Protection provider LV has reintroduced day one and one-week waiting periods for its income protection product, ‘Personal Sick Pay’.
The change means policyholders will have to wait one day or one week after three consecutive days of being unable to work due to illness, before they can claim.
However, self-employed clients are currently not able to take out a policy with a day one or one-week waiting period.
Additionally, applicants in industries where their job and income have been negatively affected will be assessed based on their individual circumstances.
LV had withdrawn the short waiting period options to new business in March, which it said was in response to the emerging and changing coronavirus conditions.
Debbie Kennedy, protection director at LV, said: “As we monitor the ever-changing situation and impacts of Covid-19 we must keep challenging everything we do. I’m delighted that we’re taking this first step.

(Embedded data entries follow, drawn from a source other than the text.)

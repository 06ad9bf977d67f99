use error_stack::Report;

use kernel::interface::database::{DatabaseConnection, Transaction};
use kernel::interface::query::{BookQuery, DependOnBookQuery};
use kernel::interface::update::{BookModifier, DependOnBookModifier};
use kernel::prelude::entity::{Book, BookAuthor, BookId, BookQuantity, BookTitle};
use kernel::KernelError;

use crate::transfer::{BookDto, CreateBookDto, DeleteBookDto, GetBookDto, UpdateBookDto};

fn not_found(id: &BookId) -> Report<KernelError> {
    Report::new(KernelError::NotFound).attach_printable(format!("No book with id `{id}`"))
}

#[async_trait::async_trait]
pub trait GetBookService: 'static + Sync + Send + DependOnBookQuery {
    async fn get_all_books(&self) -> error_stack::Result<Vec<BookDto>, KernelError> {
        let mut connection = self.database_connection().transact().await?;
        let books = self.book_query().find_all(&mut connection).await?;
        Ok(books.into_iter().map(BookDto::from).collect())
    }

    async fn get_book(&self, dto: GetBookDto) -> error_stack::Result<BookDto, KernelError> {
        let mut connection = self.database_connection().transact().await?;

        let id = BookId::new(dto.id);
        let book = self.book_query().find_by_id(&mut connection, &id).await?;

        match book {
            None => Err(not_found(&id)),
            Some(book) => Ok(BookDto::from(book)),
        }
    }
}

impl<T> GetBookService for T where T: DependOnBookQuery {}

#[async_trait::async_trait]
pub trait CreateBookService: 'static + Sync + Send + DependOnBookModifier {
    async fn create_book(&self, dto: CreateBookDto) -> error_stack::Result<BookDto, KernelError> {
        let mut connection = self.database_connection().transact().await?;

        let book = Book::new(
            BookId::new(dto.id),
            BookTitle::new(dto.title),
            BookAuthor::new(dto.author),
            BookQuantity::new(dto.quantity),
        );
        self.book_modifier().create(&mut connection, &book).await?;
        connection.commit().await?;

        Ok(BookDto::from(book))
    }
}

impl<T> CreateBookService for T where T: DependOnBookModifier {}

#[async_trait::async_trait]
pub trait UpdateBookService: 'static + Sync + Send + DependOnBookModifier {
    /// Replaces title, author and quantity with one conditional write; there is
    /// no separate lookup, zero affected rows means the id is absent.
    async fn update_book(&self, dto: UpdateBookDto) -> error_stack::Result<BookDto, KernelError> {
        let mut connection = self.database_connection().transact().await?;

        let book = Book::new(
            BookId::new(dto.id),
            BookTitle::new(dto.title),
            BookAuthor::new(dto.author),
            BookQuantity::new(dto.quantity),
        );
        let affected = self.book_modifier().update(&mut connection, &book).await?;
        if affected == 0 {
            return Err(not_found(book.id()));
        }
        connection.commit().await?;

        Ok(BookDto::from(book))
    }
}

impl<T> UpdateBookService for T where T: DependOnBookModifier {}

#[async_trait::async_trait]
pub trait DeleteBookService: 'static + Sync + Send + DependOnBookModifier {
    async fn delete_book(&self, dto: DeleteBookDto) -> error_stack::Result<(), KernelError> {
        let mut connection = self.database_connection().transact().await?;

        let id = BookId::new(dto.id);
        let affected = self.book_modifier().delete(&mut connection, &id).await?;
        if affected == 0 {
            return Err(not_found(&id));
        }
        connection.commit().await?;

        Ok(())
    }
}

impl<T> DeleteBookService for T where T: DependOnBookModifier {}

“Through our pragmatic and targeted approach to reintroducing these short waiting period options, we’re able to offer more access and choice for advisers.”
For all new personal sick pay day one and week one applicants, the provider is introducing a temporary coronavirus exclusion for symptoms lasting under four weeks.
According to LV, it will not pay a claim due to Covid-19 or other coronaviruses, respiratory tract infection, cold or flu if the policyholder is unable to work for less than four weeks.
However, it will consider and backdate a claim if the policyholder is off work for more serious symptoms lasting beyond four weeks.
Additionally, policyholders are able to claim for long-term illnesses caused by Covid-19.
Paul Reed, director at Vita, commented: “The changes made by LV are a huge stride in getting a ‘hint’ of normality back into the income protection market. More clients will be able to get the financial support they need, when they need it most without having to wait the longer waiting periods previously enforced.
“It’s important to note that income protection covers so much more than Covid, so the temporary exclusion on the policy shouldn’t be seen as a negative, rather a realistic common sense stance in the current environment in which we live.”
The personal sick pay product is aimed at clients in riskier jobs who can be more expensive to insure, such as tradespeople, nurses, electricians and construction workers, according to LV.